As autoridades de Singapura enforcaram esta sexta-feira um homem de 79 anos, o décimo sexto condenado por tráfico de droga a ser executado este ano na próspera cidade-Estado, estabelecendo um novo recorde oficial de execuções em 2025.

Tratava-se de uma pessoa sem nacionalidade reconhecida, a quem, segundo a agência antidroga de Singapura, "foi garantido o devido processo e teve representação legal durante o julgamento e o recurso". Num breve comunicado, a mesma entidade indicou ainda que o pedido de clemência apresentado ao Presidente da República foi recusado.

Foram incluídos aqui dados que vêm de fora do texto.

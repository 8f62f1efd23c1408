//! RecordStore: the current roster snapshot
//!
//! Snapshots are replaced wholesale; the last adopted snapshot wins and
//! partial snapshots are never merged.

use std::collections::HashSet;

use roster_common::Record;

#[derive(Debug, Clone, Default)]
pub struct RecordStore {
    records: Vec<Record>,
    /// Field names of the first record ever adopted
    schema: Vec<String>,
    /// Bumped on every adoption
    generation: u64,
}

impl RecordStore {
    pub fn new() -> Self {
        Self::default()
    }

    /// Replace the snapshot. Returns true if this adoption discovered the schema.
    pub fn adopt(&mut self, records: Vec<Record>) -> bool {
        let discovered = self.schema.is_empty() && !records.is_empty();
        if discovered {
            self.schema = records[0].field_names().map(str::to_string).collect();
        }
        self.records = records;
        self.generation += 1;
        discovered
    }

    pub fn all(&self) -> &[Record] {
        &self.records
    }

    pub fn find(&self, name: &str) -> Option<&Record> {
        self.records.iter().find(|r| r.name() == name)
    }

    /// Live identifier set, used to prune selections
    pub fn names(&self) -> HashSet<&str> {
        self.records.iter().map(Record::name).collect()
    }

    /// First `count` names in backend order
    pub fn recent(&self, count: usize) -> Vec<String> {
        self.records
            .iter()
            .take(count)
            .map(|r| r.name().to_string())
            .collect()
    }

    pub fn schema(&self) -> &[String] {
        &self.schema
    }

    pub fn generation(&self) -> u64 {
        self.generation
    }

    pub fn len(&self) -> usize {
        self.records.len()
    }

    pub fn is_empty(&self) -> bool {
        self.records.is_empty()
    }
}
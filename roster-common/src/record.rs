//! Record model
//!
//! A record is one tracked artist: a flat map from field name to value as
//! delivered by `GET /api/artists`. Field order is preserved because the
//! column schema is discovered from the key order of the first record.

use std::borrow::Cow;

use serde::{Deserialize, Serialize};
use serde_json::{Map, Number, Value};

use crate::{Error, Result};

/// Identifier field, unique per record
pub const NAME_FIELD: &str = "name";

/// Freshness timestamp assigned by the backend on every refresh or edit
pub const UPDATED_AT_FIELD: &str = "updated_at";

/// One tracked entity and its metric fields
#[derive(Debug, Clone, Default, PartialEq, Serialize, Deserialize)]
#[serde(transparent)]
pub struct Record(Map<String, Value>);

/// Borrowed view of a single field value
#[derive(Debug, Clone, Copy, PartialEq)]
pub enum Cell<'a> {
    /// Missing field, JSON null, or a nested value that has no cell form
    Null,
    Number(&'a Number),
    Text(&'a str),
    Flag(bool),
}

impl Record {
    pub fn new() -> Self {
        Self(Map::new())
    }

    /// Builder-style field setter
    pub fn with(mut self, field: &str, value: impl Into<Value>) -> Self {
        self.0.insert(field.to_string(), value.into());
        self
    }

    /// Unique identifier (empty when the backend omitted it)
    pub fn name(&self) -> &str {
        self.0
            .get(NAME_FIELD)
            .and_then(Value::as_str)
            .unwrap_or_default()
    }

    /// Raw `updated_at` value, compared by equality only
    pub fn updated_at(&self) -> Option<&Value> {
        self.0.get(UPDATED_AT_FIELD).filter(|v| !v.is_null())
    }

    pub fn get(&self, field: &str) -> Cell<'_> {
        match self.0.get(field) {
            Some(Value::Number(n)) => Cell::Number(n),
            Some(Value::String(s)) => Cell::Text(s),
            Some(Value::Bool(b)) => Cell::Flag(*b),
            _ => Cell::Null,
        }
    }

    pub fn set(&mut self, field: &str, value: impl Into<Value>) {
        self.0.insert(field.to_string(), value.into());
    }

    /// Field names in backend order
    pub fn field_names(&self) -> impl Iterator<Item = &str> {
        self.0.keys().map(String::as_str)
    }

    pub fn fields(&self) -> &Map<String, Value> {
        &self.0
    }
}

impl From<Map<String, Value>> for Record {
    fn from(map: Map<String, Value>) -> Self {
        Self(map)
    }
}

impl TryFrom<Value> for Record {
    type Error = Error;

    fn try_from(value: Value) -> Result<Self> {
        match value {
            Value::Object(map) => Ok(Self(map)),
            other => Err(Error::Backend(format!(
                "Unexpected roster entry (expected object): {}",
                other
            ))),
        }
    }
}

impl<'a> Cell<'a> {
    /// Null, missing, or empty string
    pub fn is_blank(&self) -> bool {
        match self {
            Cell::Null => true,
            Cell::Text(s) => s.is_empty(),
            _ => false,
        }
    }

    pub fn is_null(&self) -> bool {
        matches!(self, Cell::Null)
    }

    /// Numeric reading of the cell; text is parsed after trimming
    pub fn as_number(&self) -> Option<f64> {
        let n = match self {
            Cell::Number(n) => n.as_f64(),
            Cell::Text(s) => s.trim().parse::<f64>().ok(),
            _ => None,
        }?;
        (!n.is_nan()).then_some(n)
    }

    /// Display text; null renders as the empty string
    pub fn to_text(&self) -> Cow<'a, str> {
        match *self {
            Cell::Null => Cow::Borrowed(""),
            Cell::Number(n) => Cow::Owned(n.to_string()),
            Cell::Text(s) => Cow::Borrowed(s),
            Cell::Flag(b) => Cow::Owned(b.to_string()),
        }
    }
}
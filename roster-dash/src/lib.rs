//! roster-dash library - roster dashboard view-state engine
//!
//! Derives the displayed table from the fetched roster under composable
//! search, filter, sort, pagination and column rules, tracks row selection
//! across re-renders, and detects completion of backend refresh jobs by
//! polling.

pub mod backend;
pub mod columns;
pub mod dashboard;
pub mod filter;
pub mod refresh;
pub mod reload;
pub mod selection;
pub mod state;
pub mod store;
pub mod table;
pub mod view;

pub use backend::{HttpBackend, RosterBackend};
pub use dashboard::{AssumeYes, Confirm, Dashboard};
pub use refresh::{RefreshCoordinator, RefreshHandle};
pub use table::TableView;
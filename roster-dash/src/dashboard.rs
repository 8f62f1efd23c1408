//! Dashboard controller
//!
//! `Dashboard` owns the shared state, the backend and the refresh
//! coordinator, and exposes every user command keyed by record name or
//! column id. Commands that change what is displayed emit
//! `ViewInvalidated`; user-facing outcomes are reported as notices on the
//! event bus.

use std::sync::Arc;

use chrono::Utc;
use roster_common::config::DashConfig;
use roster_common::events::{DashEvent, EventBus, NoticeLevel};
use roster_common::{Error, Result};
use tokio::sync::broadcast;
use tokio::task::JoinHandle;
use tracing::{info, warn};

use crate::backend::RosterBackend;
use crate::columns::{self, RefreshSource};
use crate::filter::{FilterOperator, FilterSpec};
use crate::refresh::{RefreshCoordinator, RefreshHandle};
use crate::reload::{reload_roster, spawn_auto_reload};
use crate::state::{DashState, SharedState, ViewRequest};
use crate::table::TableView;
use crate::view::{calculate_pagination, SortDirection};

const EVENT_CAPACITY: usize = 256;

/// Yes/no answers for destructive or large operations
pub trait Confirm: Send + Sync {
    fn confirm(&self, prompt: &str) -> bool;
}

/// Answers yes to every prompt
#[derive(Debug, Clone, Copy, Default)]
pub struct AssumeYes;

impl Confirm for AssumeYes {
    fn confirm(&self, _prompt: &str) -> bool {
        true
    }
}

impl<F> Confirm for F
where
    F: Fn(&str) -> bool + Send + Sync,
{
    fn confirm(&self, prompt: &str) -> bool {
        self(prompt)
    }
}

#[derive(Clone)]
pub struct Dashboard {
    state: Arc<SharedState>,
    backend: Arc<dyn RosterBackend>,
    coordinator: RefreshCoordinator,
    config: Arc<DashConfig>,
}
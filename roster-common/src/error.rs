//! Common error types for the roster dashboard

use thiserror::Error;

/// Common result type for roster operations
pub type Result<T> = std::result::Result<T, Error>;

/// Error taxonomy shared by the dashboard crates
///
/// Refresh deadlines are deliberately absent: a wait that runs out resolves
/// to an outcome, not an error, because the backend job may still finish.
#[derive(Error, Debug)]
pub enum Error {
    /// Network or decode failure talking to the backend
    #[error("Transport error: {0}")]
    Transport(String),

    /// Non-OK response or an `error` key in the payload, message kept verbatim
    #[error("{0}")]
    Backend(String),

    /// Malformed filter, sort, column or target input
    #[error("Invalid input: {0}")]
    Validation(String),

    /// Configuration loading or parsing error
    #[error("Configuration error: {0}")]
    Config(String),

    /// Background task panicked or was aborted
    #[error("Task error: {0}")]
    Task(String),

    /// I/O operation error (wraps std::io::Error)
    #[error("IO error: {0}")]
    Io(#[from] std::io::Error),
}

impl Error {
    /// True for failures that a later retry may cure; refresh polling logs these at debug
    pub fn is_transient(&self) -> bool {
        matches!(self, Error::Transport(_))
    }
}
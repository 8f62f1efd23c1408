//! Row selection keyed by record identifier
//!
//! Selection is identity based, so it survives sorting, paging, filtering
//! and column changes. Identifiers are only pruned when a fresh record set
//! is adopted.

use std::collections::{BTreeSet, HashSet};

/// Header checkbox rendering derived from the selection
#[derive(Debug, Clone, Copy, PartialEq, Eq)]
pub enum HeaderCheckbox {
    Unchecked,
    Indeterminate,
    Checked,
}

/// Selected record identifiers, iterated in identifier order
#[derive(Debug, Clone, Default, PartialEq, Eq)]
pub struct SelectionSet {
    ids: BTreeSet<String>,
}

impl SelectionSet {
    pub fn new() -> Self {
        Self::default()
    }

    /// Flip one identifier; returns true if it is now selected
    pub fn toggle(&mut self, id: &str) -> bool {
        if self.ids.remove(id) {
            false
        } else {
            self.ids.insert(id.to_string());
            true
        }
    }

    /// Add every identifier of the current filtered set (all pages)
    pub fn select_all<I, S>(&mut self, visible: I)
    where
        I: IntoIterator<Item = S>,
        S: AsRef<str>,
    {
        for id in visible {
            self.ids.insert(id.as_ref().to_string());
        }
    }

    pub fn clear(&mut self) {
        self.ids.clear();
    }

    /// True only for a non-empty visible set that is entirely selected
    pub fn is_all_visible_selected<I, S>(&self, visible: I) -> bool
    where
        I: IntoIterator<Item = S>,
        S: AsRef<str>,
    {
        let mut any = false;
        for id in visible {
            if !self.ids.contains(id.as_ref()) {
                return false;
            }
            any = true;
        }
        any
    }

    pub fn header_state<I, S>(&self, visible: I) -> HeaderCheckbox
    where
        I: IntoIterator<Item = S>,
        S: AsRef<str>,
    {
        let (mut seen, mut selected) = (0usize, 0usize);
        for id in visible {
            seen += 1;
            if self.ids.contains(id.as_ref()) {
                selected += 1;
            }
        }
        match selected {
            0 => HeaderCheckbox::Unchecked,
            n if n == seen => HeaderCheckbox::Checked,
            _ => HeaderCheckbox::Indeterminate,
        }
    }

    /// Drop identifiers absent from the live set; returns how many were dropped
    pub fn prune(&mut self, live: &HashSet<&str>) -> usize {
        let before = self.ids.len();
        self.ids.retain(|id| live.contains(id.as_str()));
        before - self.ids.len()
    }

    pub fn contains(&self, id: &str) -> bool {
        self.ids.contains(id)
    }

    pub fn len(&self) -> usize {
        self.ids.len()
    }

    pub fn is_empty(&self) -> bool {
        self.ids.is_empty()
    }

    pub fn ids(&self) -> impl Iterator<Item = &str> {
        self.ids.iter().map(String::as_str)
    }

    pub fn to_vec(&self) -> Vec<String> {
        self.ids.iter().cloned().collect()
    }
}

#[cfg(test)]
mod tests {
    use super::*;

    #[test]
    fn test_toggle() {
        let mut sel = SelectionSet::new();
        assert!(sel.toggle("A"));
        assert!(sel.contains("A"));
        assert!(!sel.toggle("A"));
        assert!(sel.is_empty());
    }

    #[test]
    fn test_select_all_keeps_outside_ids() {
        let mut sel = SelectionSet::new();
        sel.toggle("Z");
        sel.select_all(["A", "B"]);
        assert_eq!(sel.to_vec(), vec!["A", "B", "Z"]);
    }

    #[test]
    fn test_all_visible_selected_requires_non_empty() {
        let sel = SelectionSet::new();
        let none: [&str; 0] = [];
        assert!(!sel.is_all_visible_selected(none));
    }

    #[test]
    fn test_all_visible_selected() {
        let mut sel = SelectionSet::new();
        sel.select_all(["A", "B"]);
        assert!(sel.is_all_visible_selected(["A", "B"]));
        assert!(sel.is_all_visible_selected(["B"]));
        assert!(!sel.is_all_visible_selected(["A", "C"]));
    }

    #[test]
    fn test_header_state() {
        let mut sel = SelectionSet::new();
        assert_eq!(sel.header_state(["A", "B"]), HeaderCheckbox::Unchecked);
        sel.toggle("A");
        assert_eq!(sel.header_state(["A", "B"]), HeaderCheckbox::Indeterminate);
        sel.toggle("B");
        assert_eq!(sel.header_state(["A", "B"]), HeaderCheckbox::Checked);
    }

    #[test]
    fn test_prune_against_live_set() {
        let mut sel = SelectionSet::new();
        sel.select_all(["A", "B", "gone"]);
        let live: HashSet<&str> = ["A", "B", "C"].into_iter().collect();
        assert_eq!(sel.prune(&live), 1);
        assert_eq!(sel.to_vec(), vec!["A", "B"]);
    }
}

"A pena de morte é aplicada apenas aos crimes mais graves, como o tráfico de quantidades significativas de droga que causam danos muito graves, não só aos consumidores, mas também às suas famílias e à sociedade em geral", refere o comunicado, que não especifica a quantidade de droga envolvida neste caso.

Singapura mantém uma das legislações antidroga mais severas do mundo, prevendo a pena de morte para o tráfico de pelo menos 500 gramas de canábis ou 15 gramas de heroína, em processos que organizações não-governamentais e ativistas classificam como pouco transparentes.

As execuções por enforcamento, método utilizado pelo país, aumentaram em 2025 — 15 confirmadas oficialmente pelas autoridades, embora organizações não-governamentais apontem para 17 —, ultrapassando o anterior recorde conhecido por grupos como a Amnistia Internacional, que registou 13 execuções em 2003.

Desde o início de 2026, segundo a agência nacional antidroga, foram executados 12 cidadãos de Singapura, três da vizinha Malásia e o homem enforcado esta sexta-feira, com idades entre os 32 e os 79 anos.

A identidade da maioria dos executados permanece desconhecida.

A cidade-Estado, que possui um dos PIB per capita mais elevados do mundo, defende habitualmente a aplicação da pena de morte como forma de garantir a segurança do país e sustenta que esta tem um efeito dissuasor sobre o consumo de droga, embora sem apresentar dados que o comprovem.

Só em 2025, a polícia deteve 3.208 pessoas por posse e tráfico de droga, sendo metade delas menores de 30 anos, incluindo uma criança de 12 anos, de acordo com dados oficiais.